ACTIVITY: Your response needs to be the data below, retyped exactly.

^^^^^^^^^^^^^^^^

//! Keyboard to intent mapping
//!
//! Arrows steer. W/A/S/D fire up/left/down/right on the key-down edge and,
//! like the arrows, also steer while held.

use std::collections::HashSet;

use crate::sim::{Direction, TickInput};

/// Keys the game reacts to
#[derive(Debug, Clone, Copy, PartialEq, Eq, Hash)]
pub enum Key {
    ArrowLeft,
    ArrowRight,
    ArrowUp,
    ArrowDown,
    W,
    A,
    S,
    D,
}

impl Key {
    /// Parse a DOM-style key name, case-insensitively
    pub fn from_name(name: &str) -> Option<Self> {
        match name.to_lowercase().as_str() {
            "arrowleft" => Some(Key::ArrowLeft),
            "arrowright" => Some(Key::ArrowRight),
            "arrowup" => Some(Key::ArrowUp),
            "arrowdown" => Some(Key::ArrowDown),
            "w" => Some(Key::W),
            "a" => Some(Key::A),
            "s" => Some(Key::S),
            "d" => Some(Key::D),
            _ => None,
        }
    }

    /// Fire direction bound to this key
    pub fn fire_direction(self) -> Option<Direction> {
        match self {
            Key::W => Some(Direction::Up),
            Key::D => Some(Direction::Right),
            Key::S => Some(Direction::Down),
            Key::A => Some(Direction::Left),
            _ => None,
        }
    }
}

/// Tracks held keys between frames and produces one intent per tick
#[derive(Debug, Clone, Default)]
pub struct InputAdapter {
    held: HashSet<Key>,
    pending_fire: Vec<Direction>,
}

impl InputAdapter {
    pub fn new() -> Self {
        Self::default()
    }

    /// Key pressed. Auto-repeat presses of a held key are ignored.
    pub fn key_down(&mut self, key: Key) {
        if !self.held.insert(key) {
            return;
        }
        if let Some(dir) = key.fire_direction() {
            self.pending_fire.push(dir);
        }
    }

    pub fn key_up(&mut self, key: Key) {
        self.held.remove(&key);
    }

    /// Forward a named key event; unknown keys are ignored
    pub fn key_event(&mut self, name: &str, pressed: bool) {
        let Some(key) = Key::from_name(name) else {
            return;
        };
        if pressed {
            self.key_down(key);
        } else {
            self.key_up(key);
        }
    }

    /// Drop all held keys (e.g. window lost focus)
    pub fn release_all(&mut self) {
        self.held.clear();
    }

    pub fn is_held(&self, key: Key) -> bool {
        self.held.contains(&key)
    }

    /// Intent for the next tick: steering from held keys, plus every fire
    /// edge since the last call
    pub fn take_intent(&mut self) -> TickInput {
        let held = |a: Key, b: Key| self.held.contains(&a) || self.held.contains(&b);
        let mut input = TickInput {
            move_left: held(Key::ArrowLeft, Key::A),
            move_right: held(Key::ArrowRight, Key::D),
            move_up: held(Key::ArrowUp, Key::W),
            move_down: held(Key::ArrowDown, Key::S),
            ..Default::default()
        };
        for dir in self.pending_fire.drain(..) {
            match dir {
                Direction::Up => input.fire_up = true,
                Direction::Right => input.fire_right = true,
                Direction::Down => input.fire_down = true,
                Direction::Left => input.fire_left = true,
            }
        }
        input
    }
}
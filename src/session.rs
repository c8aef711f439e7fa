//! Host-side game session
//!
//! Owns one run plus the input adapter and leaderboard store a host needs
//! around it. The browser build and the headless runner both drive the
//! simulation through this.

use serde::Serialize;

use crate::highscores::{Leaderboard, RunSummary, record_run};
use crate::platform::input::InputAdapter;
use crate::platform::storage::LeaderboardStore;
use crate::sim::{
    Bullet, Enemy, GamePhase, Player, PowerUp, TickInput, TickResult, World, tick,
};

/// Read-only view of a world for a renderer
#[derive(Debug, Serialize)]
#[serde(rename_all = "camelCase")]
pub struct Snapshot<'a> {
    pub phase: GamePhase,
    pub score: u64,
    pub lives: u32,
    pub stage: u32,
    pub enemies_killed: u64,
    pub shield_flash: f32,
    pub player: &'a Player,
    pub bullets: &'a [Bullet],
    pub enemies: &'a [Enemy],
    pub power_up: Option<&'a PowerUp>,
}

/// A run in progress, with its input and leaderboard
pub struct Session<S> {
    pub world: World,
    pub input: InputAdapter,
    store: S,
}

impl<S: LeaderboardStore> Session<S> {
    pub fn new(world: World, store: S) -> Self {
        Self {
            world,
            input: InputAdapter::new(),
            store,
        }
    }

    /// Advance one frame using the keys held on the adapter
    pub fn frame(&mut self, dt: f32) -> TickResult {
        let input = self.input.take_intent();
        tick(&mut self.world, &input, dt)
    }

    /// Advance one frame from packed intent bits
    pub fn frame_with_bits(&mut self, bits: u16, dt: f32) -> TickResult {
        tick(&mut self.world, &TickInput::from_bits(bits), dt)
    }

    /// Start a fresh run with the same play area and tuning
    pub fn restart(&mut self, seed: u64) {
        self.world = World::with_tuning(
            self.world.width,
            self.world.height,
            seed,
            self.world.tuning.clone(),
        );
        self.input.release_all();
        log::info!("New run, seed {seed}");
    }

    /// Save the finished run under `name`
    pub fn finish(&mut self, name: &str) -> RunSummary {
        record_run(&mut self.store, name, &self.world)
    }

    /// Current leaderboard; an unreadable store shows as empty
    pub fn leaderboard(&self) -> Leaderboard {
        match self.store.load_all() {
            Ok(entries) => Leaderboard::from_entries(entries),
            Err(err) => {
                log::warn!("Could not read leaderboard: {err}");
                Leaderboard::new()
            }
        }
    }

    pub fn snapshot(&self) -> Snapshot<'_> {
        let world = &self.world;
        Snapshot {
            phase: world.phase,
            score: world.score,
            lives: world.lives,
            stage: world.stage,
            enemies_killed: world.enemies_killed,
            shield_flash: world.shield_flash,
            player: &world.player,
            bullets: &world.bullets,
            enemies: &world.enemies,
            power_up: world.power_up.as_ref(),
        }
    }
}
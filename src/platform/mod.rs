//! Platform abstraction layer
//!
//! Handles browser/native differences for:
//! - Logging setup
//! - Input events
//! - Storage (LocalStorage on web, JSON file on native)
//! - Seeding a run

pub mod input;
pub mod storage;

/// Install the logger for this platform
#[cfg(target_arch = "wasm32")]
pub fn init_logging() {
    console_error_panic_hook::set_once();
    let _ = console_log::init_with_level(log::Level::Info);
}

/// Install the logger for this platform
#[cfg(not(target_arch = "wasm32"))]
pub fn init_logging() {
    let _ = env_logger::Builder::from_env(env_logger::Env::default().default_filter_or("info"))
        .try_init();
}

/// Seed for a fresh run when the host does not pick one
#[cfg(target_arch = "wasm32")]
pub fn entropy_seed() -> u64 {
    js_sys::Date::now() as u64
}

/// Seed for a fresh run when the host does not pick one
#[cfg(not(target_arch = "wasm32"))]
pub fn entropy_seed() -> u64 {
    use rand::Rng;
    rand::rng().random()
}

^^^^^^^^^^^^^^^^

OUTPUT OF THE TASK:
//! Keyboard to intent mapping
//!
//! Arrows steer. W/A/S/D fire up/left/down/right on the key-down edge and,
//! like the arrows, also steer while held.

use std::collections::HashSet;

use crate::sim::{Direction, TickInput};

/// Keys the game reacts to
#[derive(Debug, Clone, Copy, PartialEq, Eq, Hash)]
pub enum Key {
    ArrowLeft,
    ArrowRight,
    ArrowUp,
    ArrowDown,
    W,
    A,
    S,
    D,
}

impl Key {
    /// Parse a DOM-style key name, case-insensitively
    pub fn from_name(name: &str) -> Option<Self> {
        match name.to_lowercase().as_str() {
            "arrowleft" => Some(Key::ArrowLeft),
            "arrowright" => Some(Key::ArrowRight),
            "arrowup" => Some(Key::ArrowUp),
            "arrowdown" => Some(Key::ArrowDown),
            "w" => Some(Key::W),
            "a" => Some(Key::A),
            "s" => Some(Key::S),
            "d" => Some(Key::D),
            _ => None,
        }
    }

    /// Fire direction bound to this key
    pub fn fire_direction(self) -> Option<Direction> {
        match self {
            Key::W => Some(Direction::Up),
            Key::D => Some(Direction::Right),
            Key::S => Some(Direction::Down),
            Key::A => Some(Direction::Left),
            _ => None,
        }
    }
}

/// Tracks held keys between frames and produces one intent per tick
#[derive(Debug, Clone, Default)]
pub struct InputAdapter {
    held: HashSet<Key>,
    pending_fire: Vec<Direction>,
}

impl InputAdapter {
    pub fn new() -> Self {
        Self::default()
    }

    /// Key pressed. Auto-repeat presses of a held key are ignored.
    pub fn key_down(&mut self, key: Key) {
        if !self.held.insert(key) {
            return;
        }
        if let Some(dir) = key.fire_direction() {
            self.pending_fire.push(dir);
        }
    }

    pub fn key_up(&mut self, key: Key) {
        self.held.remove(&key);
    }

    /// Forward a named key event; unknown keys are ignored
    pub fn key_event(&mut self, name: &str, pressed: bool) {
        let Some(key) = Key::from_name(name) else {
            return;
        };
        if pressed {
            self.key_down(key);
        } else {
            self.key_up(key);
        }
    }

    /// Drop all held keys (e.g. window lost focus)
    pub fn release_all(&mut self) {
        self.held.clear();
    }

    pub fn is_held(&self, key: Key) -> bool {
        self.held.contains(&key)
    }

    /// Intent for the next tick: steering from held keys, plus every fire
    /// edge since the last call
    pub fn take_intent(&mut self) -> TickInput {
        let held = |a: Key, b: Key| self.held.contains(&a) || self.held.contains(&b);
        let mut input = TickInput {
            move_left: held(Key::ArrowLeft, Key::A),
            move_right: held(Key::ArrowRight, Key::D),
            move_up: held(Key::ArrowUp, Key::W),
            move_down: held(Key::ArrowDown, Key::S),
            ..Default::default()
        };
        for dir in self.pending_fire.drain(..) {
            match dir {
                Direction::Up => input.fire_up = true,
                Direction::Right => input.fire_right = true,
                Direction::Down => input.fire_down = true,
                Direction::Left => input.fire_left = true,
            }
        }
        input
    }
}
filename src/session.rs
repository c8aef711f439e7fa
//! Host-side game session
//!
//! Owns one run plus the input adapter and leaderboard store a host needs
//! around it. The browser build and the headless runner both drive the
//! simulation through this.

use serde::Serialize;

use crate::highscores::{Leaderboard, RunSummary, record_run};
use crate::platform::input::InputAdapter;
use crate::platform::storage::LeaderboardStore;
use crate::sim::{
    Bullet, Enemy, GamePhase, Player, PowerUp, TickInput, TickResult, World, tick,
};

/// Read-only view of a world for a renderer
#[derive(Debug, Serialize)]
#[serde(rename_all = "camelCase")]
pub struct Snapshot<'a> {
    pub phase: GamePhase,
    pub score: u64,
    pub lives: u32,
    pub stage: u32,
    pub enemies_killed: u64,
    pub shield_flash: f32,
    pub player: &'a Player,
    pub bullets: &'a [Bullet],
    pub enemies: &'a [Enemy],
    pub power_up: Option<&'a PowerUp>,
}

/// A run in progress, with its input and leaderboard
pub struct Session<S> {
    pub world: World,
    pub input: InputAdapter,
    store: S,
}

impl<S: LeaderboardStore> Session<S> {
    pub fn new(world: World, store: S) -> Self {
        Self {
            world,
            input: InputAdapter::new(),
            store,
        }
    }

    /// Advance one frame using the keys held on the adapter
    pub fn frame(&mut self, dt: f32) -> TickResult {
        let input = self.input.take_intent();
        tick(&mut self.world, &input, dt)
    }

    /// Advance one frame from packed intent bits
    pub fn frame_with_bits(&mut self, bits: u16, dt: f32) -> TickResult {
        tick(&mut self.world, &TickInput::from_bits(bits), dt)
    }

    /// Start a fresh run with the same play area and tuning
    pub fn restart(&mut self, seed: u64) {
        self.world = World::with_tuning(
            self.world.width,
            self.world.height,
            seed,
            self.world.tuning.clone(),
        );
        self.input.release_all();
        log::info!("New run, seed {seed}");
    }

    /// Save the finished run under `name`
    pub fn finish(&mut self, name: &str) -> RunSummary {
        record_run(&mut self.store, name, &self.world)
    }

    /// Current leaderboard; an unreadable store shows as empty
    pub fn leaderboard(&self) -> Leaderboard {
        match self.store.load_all() {
            Ok(entries) => Leaderboard::from_entries(entries),
            Err(err) => {
                log::warn!("Could not read leaderboard: {err}");
                Leaderboard::new()
            }
        }
    }

    pub fn snapshot(&self) -> Snapshot<'_> {
        let world = &self.world;
        Snapshot {
            phase: world.phase,
            score: world.score,
            lives: world.lives,
            stage: world.stage,
            enemies_killed: world.enemies_killed,
            shield_flash: world.shield_flash,
            player: &world.player,
            bullets: &world.bullets,
            enemies: &world.enemies,
            power_up: world.power_up.as_ref(),
        }
    }
}
filename src/platform/mod.rs
//! Platform abstraction layer
//!
//! Handles browser/native differences for:
//! - Logging setup
//! - Input events
//! - Storage (LocalStorage on web, JSON file on native)
//! - Seeding a run

pub mod input;
pub mod storage;

/// Install the logger for this platform
#[cfg(target_arch = "wasm32")]
pub fn init_logging() {
    console_error_panic_hook::set_once();
    let _ = console_log::init_with_level(log::Level::Info);
}

/// Install the logger for this platform
#[cfg(not(target_arch = "wasm32"))]
pub fn init_logging() {
    let _ = env_logger::Builder::from_env(env_logger::Env::default().default_filter_or("info"))
        .try_init();
}

/// Seed for a fresh run when the host does not pick one
#[cfg(target_arch = "wasm32")]
pub fn entropy_seed() -> u64 {
    js_sys::Date::now() as u64
}

/// Seed for a fresh run when the host does not pick one
#[cfg(not(target_arch = "wasm32"))]
pub fn entropy_seed() -> u64 {
    use rand::Rng;
    rand::rng().random()
}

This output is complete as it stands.